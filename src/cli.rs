use chrono::NaiveDate;
use clap::{Parser, Subcommand};
use std::path::PathBuf;

use crate::config::DEFAULT_CONFIG_PATH;

#[derive(Parser, Debug)]
#[command(name = "deployrisk")]
#[command(about = "Release deployment-failure risk scoring and insights", long_about = None)]
#[command(version)]
pub struct Cli {
    /// Increase verbosity level (can be repeated: -v, -vv, -vvv)
    /// -v: Stage boundaries
    /// -vv: Per-model details
    /// -vvv: Everything
    #[arg(short = 'v', long = "verbose", action = clap::ArgAction::Count, global = true)]
    pub verbosity: u8,

    /// Suppress progress bars
    #[arg(short, long, global = true)]
    pub quiet: bool,

    #[command(subcommand)]
    pub command: Commands,
}

#[derive(Subcommand, Debug)]
pub enum Commands {
    /// Generate a synthetic release log
    Generate {
        /// Number of releases
        #[arg(long)]
        rows: usize,

        /// Output CSV path
        #[arg(long)]
        out: PathBuf,

        /// RNG seed
        #[arg(long, default_value = "42")]
        seed: u64,

        /// Latest possible release date (defaults to today)
        #[arg(long = "anchor-date", value_name = "YYYY-MM-DD")]
        anchor_date: Option<NaiveDate>,
    },

    /// Train the risk model and write model and metrics artifacts
    Train {
        /// Configuration file
        #[arg(short, long, default_value = DEFAULT_CONFIG_PATH)]
        config: PathBuf,
    },

    /// Score every release and write the ranked predictions
    Score {
        /// Configuration file
        #[arg(short, long, default_value = DEFAULT_CONFIG_PATH)]
        config: PathBuf,

        /// Rows printed from the top of the ranking
        #[arg(long = "top-k", default_value = "50")]
        top_k: usize,
    },

    /// Feature importance, chart, predictions and the weekly summary
    Explain {
        /// Configuration file
        #[arg(short, long, default_value = DEFAULT_CONFIG_PATH)]
        config: PathBuf,

        /// Top-K rows the summary covers
        #[arg(long, default_value = "50")]
        k: usize,

        /// Shuffles per feature (overrides insights.n_repeats)
        #[arg(long)]
        repeats: Option<usize>,
    },

    /// Write the default configuration file
    Init {
        /// Force overwrite existing config
        #[arg(short, long)]
        force: bool,

        /// Destination of the config file
        #[arg(long, default_value = DEFAULT_CONFIG_PATH)]
        path: PathBuf,
    },
}
//! Permutation importance over raw feature columns.
//!
//! A feature's importance is the accuracy lost when its column is shuffled
//! across rows. Each feature draws its permutations from its own RNG,
//! seeded from the run seed and the feature index, so features are
//! evaluated in parallel without changing the result.

use indicatif::{ParallelProgressIterator, ProgressBar};
use rand::rngs::StdRng;
use rand::seq::SliceRandom;
use rand::SeedableRng;
use rayon::prelude::*;
use serde::Serialize;

use crate::errors::{Error, Result};
use crate::features::FeatureFrame;
use crate::pipeline::FittedPipeline;
use crate::training::predict_labels;

#[derive(Debug, Clone, Copy, PartialEq)]
pub struct ImportanceOptions {
    pub n_repeats: usize,
    pub seed: u64,
    pub threshold: f64,
}

#[derive(Debug, Clone, PartialEq, Serialize)]
pub struct FeatureImportance {
    pub feature: String,
    /// Mean accuracy drop over repeats
    pub mean: f64,
    /// Population standard deviation of the drops
    pub std: f64,
    pub drops: Vec<f64>,
}

fn accuracy(pipeline: &FittedPipeline, frame: &FeatureFrame, labels: &[u8], threshold: f64) -> Result<f64> {
    let predicted = predict_labels(&pipeline.predict_proba(frame)?, threshold);
    let correct = predicted.iter().zip(labels).filter(|(p, y)| p == y).count();
    Ok(correct as f64 / labels.len() as f64)
}

fn explain_err(e: Error) -> Error {
    match e {
        Error::Explainability(_) => e,
        other => Error::Explainability(other.to_string()),
    }
}

/// Importance of every feature the pipeline consumes, highest first.
///
/// Any failure is reported as [`Error::Explainability`].
pub fn permutation_importance(
    pipeline: &FittedPipeline,
    frame: &FeatureFrame,
    labels: &[u8],
    options: ImportanceOptions,
    progress: &ProgressBar,
) -> Result<Vec<FeatureImportance>> {
    let n = frame.n_rows();
    if n == 0 || labels.len() != n {
        return Err(Error::Explainability(format!(
            "need one label per row, got {} labels for {n} rows",
            labels.len()
        )));
    }
    if options.n_repeats == 0 {
        return Err(Error::Explainability("n_repeats must be at least 1".into()));
    }

    let baseline = accuracy(pipeline, frame, labels, options.threshold).map_err(explain_err)?;
    let columns = pipeline
        .feature_names()
        .iter()
        .map(|name| {
            frame
                .column_names()
                .iter()
                .position(|c| *c == name.as_str())
                .ok_or_else(|| Error::Explainability(format!("feature `{name}` is not in the frame")))
        })
        .collect::<Result<Vec<usize>>>()?;

    progress.set_length(columns.len() as u64);
    let mut importances = pipeline
        .feature_names()
        .par_iter()
        .zip(columns.par_iter())
        .enumerate()
        .progress_with(progress.clone())
        .map(|(j, (name, &column))| {
            let mut rng = StdRng::seed_from_u64(options.seed.wrapping_add(j as u64));
            let mut drops = Vec::with_capacity(options.n_repeats);
            for _ in 0..options.n_repeats {
                let mut permutation: Vec<usize> = (0..n).collect();
                permutation.shuffle(&mut rng);
                let shuffled = frame
                    .with_permuted_column(column, &permutation)
                    .map_err(explain_err)?;
                let permuted = accuracy(pipeline, &shuffled, labels, options.threshold)
                    .map_err(explain_err)?;
                drops.push(baseline - permuted);
            }
            let mean = drops.iter().sum::<f64>() / drops.len() as f64;
            let variance = drops.iter().map(|d| (d - mean).powi(2)).sum::<f64>() / drops.len() as f64;
            Ok(FeatureImportance {
                feature: name.clone(),
                mean,
                std: variance.sqrt(),
                drops,
            })
        })
        .collect::<Result<Vec<_>>>()?;
    progress.finish_and_clear();

    rank_importances(&mut importances);
    Ok(importances)
}

/// Stable sort by mean importance, descending.
pub fn rank_importances(importances: &mut [FeatureImportance]) {
    importances.sort_by(|a, b| b.mean.total_cmp(&a.mean));
}
//! Raw feature frames and the preprocessing transform.
//!
//! A [`FeatureFrame`] holds the model inputs column by column, before any
//! encoding. Permutation importance shuffles these raw columns, so a
//! categorical feature is permuted as one unit rather than as its one-hot
//! indicators.

pub mod encoding;

pub use encoding::{ColumnTransformer, Matrix, OneHotEncoder, StandardScaler};

use crate::data::{CATEGORICAL_FEATURES, NUMERICAL_FEATURES};
use crate::errors::{Error, Result};

/// The fixed feature set split into its two branches.
#[derive(Debug, Clone, PartialEq, Eq)]
pub struct FeatureSet {
    pub categorical: Vec<String>,
    pub numerical: Vec<String>,
}

impl FeatureSet {
    /// `module`, `environment` and the thirteen numeric release signals.
    pub fn release_signals() -> Self {
        Self {
            categorical: CATEGORICAL_FEATURES.iter().map(|s| s.to_string()).collect(),
            numerical: NUMERICAL_FEATURES.iter().map(|s| s.to_string()).collect(),
        }
    }

    /// Feature names in consumption order: categorical first.
    pub fn names(&self) -> Vec<String> {
        self.categorical
            .iter()
            .chain(self.numerical.iter())
            .cloned()
            .collect()
    }
}

#[derive(Debug, Clone, PartialEq)]
pub enum ColumnValues {
    Categorical(Vec<String>),
    Numerical(Vec<f64>),
}

impl ColumnValues {
    pub fn len(&self) -> usize {
        match self {
            Self::Categorical(v) => v.len(),
            Self::Numerical(v) => v.len(),
        }
    }

    pub fn is_empty(&self) -> bool {
        self.len() == 0
    }

    /// Reorder values so that row `i` takes the value at `order[i]`.
    fn reordered(&self, order: &[usize]) -> Self {
        match self {
            Self::Categorical(v) => Self::Categorical(order.iter().map(|&i| v[i].clone()).collect()),
            Self::Numerical(v) => Self::Numerical(order.iter().map(|&i| v[i]).collect()),
        }
    }
}

#[derive(Debug, Clone, PartialEq)]
pub struct FeatureColumn {
    pub name: String,
    pub values: ColumnValues,
}

/// Column-major table of raw model inputs. All columns have equal length.
#[derive(Debug, Clone, PartialEq)]
pub struct FeatureFrame {
    columns: Vec<FeatureColumn>,
    rows: usize,
}

impl FeatureFrame {
    pub fn new(columns: Vec<FeatureColumn>) -> Result<Self> {
        let rows = columns.first().map(|c| c.values.len()).unwrap_or(0);
        if let Some(bad) = columns.iter().find(|c| c.values.len() != rows) {
            return Err(Error::DataSchema(format!(
                "column `{}` has {} values, expected {rows}",
                bad.name,
                bad.values.len()
            )));
        }
        Ok(Self { columns, rows })
    }

    pub fn n_rows(&self) -> usize {
        self.rows
    }

    pub fn columns(&self) -> &[FeatureColumn] {
        &self.columns
    }

    pub fn column_names(&self) -> Vec<&str> {
        self.columns.iter().map(|c| c.name.as_str()).collect()
    }

    pub fn column(&self, name: &str) -> Option<&FeatureColumn> {
        self.columns.iter().find(|c| c.name == name)
    }

    pub fn categorical(&self, name: &str) -> Result<&[String]> {
        match self.column(name).map(|c| &c.values) {
            Some(ColumnValues::Categorical(v)) => Ok(v.as_slice()),
            Some(ColumnValues::Numerical(_)) => Err(Error::DataSchema(format!(
                "column `{name}` is numeric, expected categorical"
            ))),
            None => Err(Error::missing_column(name)),
        }
    }

    pub fn numerical(&self, name: &str) -> Result<&[f64]> {
        match self.column(name).map(|c| &c.values) {
            Some(ColumnValues::Numerical(v)) => Ok(v.as_slice()),
            Some(ColumnValues::Categorical(_)) => Err(Error::DataSchema(format!(
                "column `{name}` is categorical, expected numeric"
            ))),
            None => Err(Error::missing_column(name)),
        }
    }

    /// Subset of rows, in the order given.
    pub fn select_rows(&self, rows: &[usize]) -> Self {
        Self {
            columns: self
                .columns
                .iter()
                .map(|c| FeatureColumn {
                    name: c.name.clone(),
                    values: c.values.reordered(rows),
                })
                .collect(),
            rows: rows.len(),
        }
    }

    /// Copy of the frame with column `index` reordered by `permutation`.
    pub fn with_permuted_column(&self, index: usize, permutation: &[usize]) -> Result<Self> {
        if permutation.len() != self.rows {
            return Err(Error::DataSchema(format!(
                "permutation of length {} for a frame of {} rows",
                permutation.len(),
                self.rows
            )));
        }
        let mut frame = self.clone();
        let column = frame.columns.get_mut(index).ok_or_else(|| {
            Error::DataSchema(format!("feature index {index} out of range"))
        })?;
        column.values = column.values.reordered(permutation);
        Ok(frame)
    }
}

+ + + + + + +

» **TASK DETAILS**:
Which lines in the material contain the word "first"? Pull each of them out.

» **TASK SOLUTION**:
/// Importance of every feature the pipeline consumes, highest first.
    /// Feature names in consumption order: categorical first.
        let rows = columns.first().map(|c| c.values.len()).unwrap_or(0);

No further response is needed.